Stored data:

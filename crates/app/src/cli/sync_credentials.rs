use std::path::Path;

use clap::{Args, ValueEnum};
use serde_json::json;
use tenantgate::{
    credentials::{
        FindingAction, ReloadOutcome, RepairReport, SyncAction, SyncOneReport, SyncReport,
    },
    engine::Engine,
    errors::ErrorKind,
    identity::RoleName,
};
use tenantgate_app::{errors::CliError, output::Report};

use super::{Completed, label};

/// What happened to the user.
#[derive(Clone, Copy, Debug, PartialEq, Eq, ValueEnum)]
pub(crate) enum Action {
    /// Role was created.
    Add,

    /// Role's secret changed.
    Update,

    /// Role was dropped or lost its login capability.
    Delete,
}

impl From<Action> for SyncAction {
    fn from(action: Action) -> Self {
        match action {
            Action::Add => Self::Add,
            Action::Update => Self::Update,
            Action::Delete => Self::Delete,
        }
    }
}

#[derive(Debug, Args)]
pub(crate) struct SyncCredentialsArgs {
    /// Converge only the entry of this user
    #[arg(long, requires = "action")]
    user: Option<String>,

    /// What happened to the user
    #[arg(long, value_enum, requires = "user")]
    action: Option<Action>,

    /// Check every cache line without writing anything
    #[arg(long, conflicts_with_all = ["user", "repair"])]
    verify_only: bool,

    /// Repair corrupt lines in place, quarantining the ones that cannot be repaired
    #[arg(long, conflicts_with = "user")]
    repair: bool,
}

pub(crate) async fn run(args: SyncCredentialsArgs, engine: &Engine) -> Result<Completed, CliError> {
    let sync = engine.sync();

    if args.verify_only {
        let verified = sync.verify()?;
        let corrupt = verified.corrupt();
        let report = repair_fields(Report::new(json!(verified)), &verified);

        return Ok(if corrupt == 0 {
            report.into()
        } else {
            Completed::failing(report, ErrorKind::CorruptCacheEntry)
        });
    }

    if args.repair {
        let repaired = sync.verify_and_repair().await?;

        return Ok(repair_fields(Report::new(json!(repaired)), &repaired).into());
    }

    if let (Some(user), Some(action)) = (args.user, args.action) {
        let username = RoleName::parse(&user)?;
        let synced = sync.sync_one(&username, action.into()).await?;

        return Ok(sync_one_fields(Report::new(json!(synced)), &synced).into());
    }

    let synced = sync.full_resync().await?;

    Ok(full_fields(Report::new(json!(synced)), &synced).into())
}

fn path_or_none(path: Option<&Path>) -> String {
    path.map_or_else(|| "none".to_string(), |path| path.display().to_string())
}

fn reload_or_none(reload: Option<ReloadOutcome>) -> String {
    reload.map_or_else(|| "none".to_string(), |reload| label(&reload))
}

fn full_fields(report: Report, synced: &SyncReport) -> Report {
    report
        .field("added", synced.added)
        .field("updated", synced.updated)
        .field("removed", synced.removed)
        .field("unchanged", synced.unchanged)
        .field("discarded_corrupt", synced.discarded_corrupt)
        .field("written", synced.written)
        .field("backup", path_or_none(synced.backup.as_deref()))
        .field("reload", reload_or_none(synced.reload))
}

fn sync_one_fields(report: Report, synced: &SyncOneReport) -> Report {
    report
        .field("user", &synced.username)
        .field("action", synced.action)
        .field("change", label(&synced.change))
        .field("backup", path_or_none(synced.backup.as_deref()))
        .field("reload", reload_or_none(synced.reload))
}

fn repair_fields(report: Report, repaired: &RepairReport) -> Report {
    let report = report
        .field("lines", repaired.lines)
        .field("corrupt", repaired.corrupt())
        .field("repaired", repaired.repaired)
        .field("quarantined", repaired.quarantined)
        .field("duplicates_dropped", repaired.duplicates_dropped)
        .field("written", repaired.written)
        .field("backup", path_or_none(repaired.backup.as_deref()))
        .field("quarantine", path_or_none(repaired.quarantine.as_deref()))
        .field("reload", reload_or_none(repaired.reload));

    let rows = repaired
        .findings
        .iter()
        .map(|finding| {
            vec![
                finding.line.to_string(),
                finding.username.clone().unwrap_or_default(),
                finding_action(&finding.action),
            ]
        })
        .collect::<Vec<_>>();

    if rows.is_empty() {
        report
    } else {
        report.table(vec!["line", "user", "action"], rows)
    }
}

fn finding_action(action: &FindingAction) -> String {
    match action {
        FindingAction::Repaired { fixes } => {
            let fixes = fixes.iter().map(label).collect::<Vec<_>>().join(", ");

            format!("repaired ({fixes})")
        }
        FindingAction::Quarantined { reason } => format!("quarantined ({})", label(reason)),
        FindingAction::DuplicateDropped => "duplicate dropped".to_string(),
    }
}

#[cfg(test)]
mod tests {
    use clap::{Parser, error::ErrorKind as ClapErrorKind};

    use super::*;
    use crate::cli::{Cli, Commands};

    fn parse(args: &[&str]) -> Result<SyncCredentialsArgs, clap::Error> {
        let cli = Cli::try_parse_from(["tenantgate", "sync-credentials"].iter().chain(args))?;

        match cli.command {
            Commands::SyncCredentials(args) => Ok(args),
            _ => Err(clap::Error::new(ClapErrorKind::InvalidSubcommand)),
        }
    }

    #[test]
    fn actions_are_parsed_by_name() -> Result<(), clap::Error> {
        let args = parse(&["--user", "alice", "--action", "delete"])?;

        assert_eq!(args.action.map(SyncAction::from), Some(SyncAction::Delete));

        Ok(())
    }

    #[test]
    fn unknown_actions_are_rejected_by_the_parser() {
        let error = parse(&["--user", "alice", "--action", "rename"])
            .err()
            .map(|error| error.kind());

        assert_eq!(error, Some(ClapErrorKind::InvalidValue));
    }

    #[test]
    fn action_requires_a_user() {
        let error = parse(&["--action", "add"]).err().map(|error| error.kind());

        assert_eq!(error, Some(ClapErrorKind::MissingRequiredArgument));
    }
}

--- WHAT IS NEEDED ---
What is needed is the number of lines in these entries that include the word "long"; please give it alone.

--- TASK ANSWER ---
4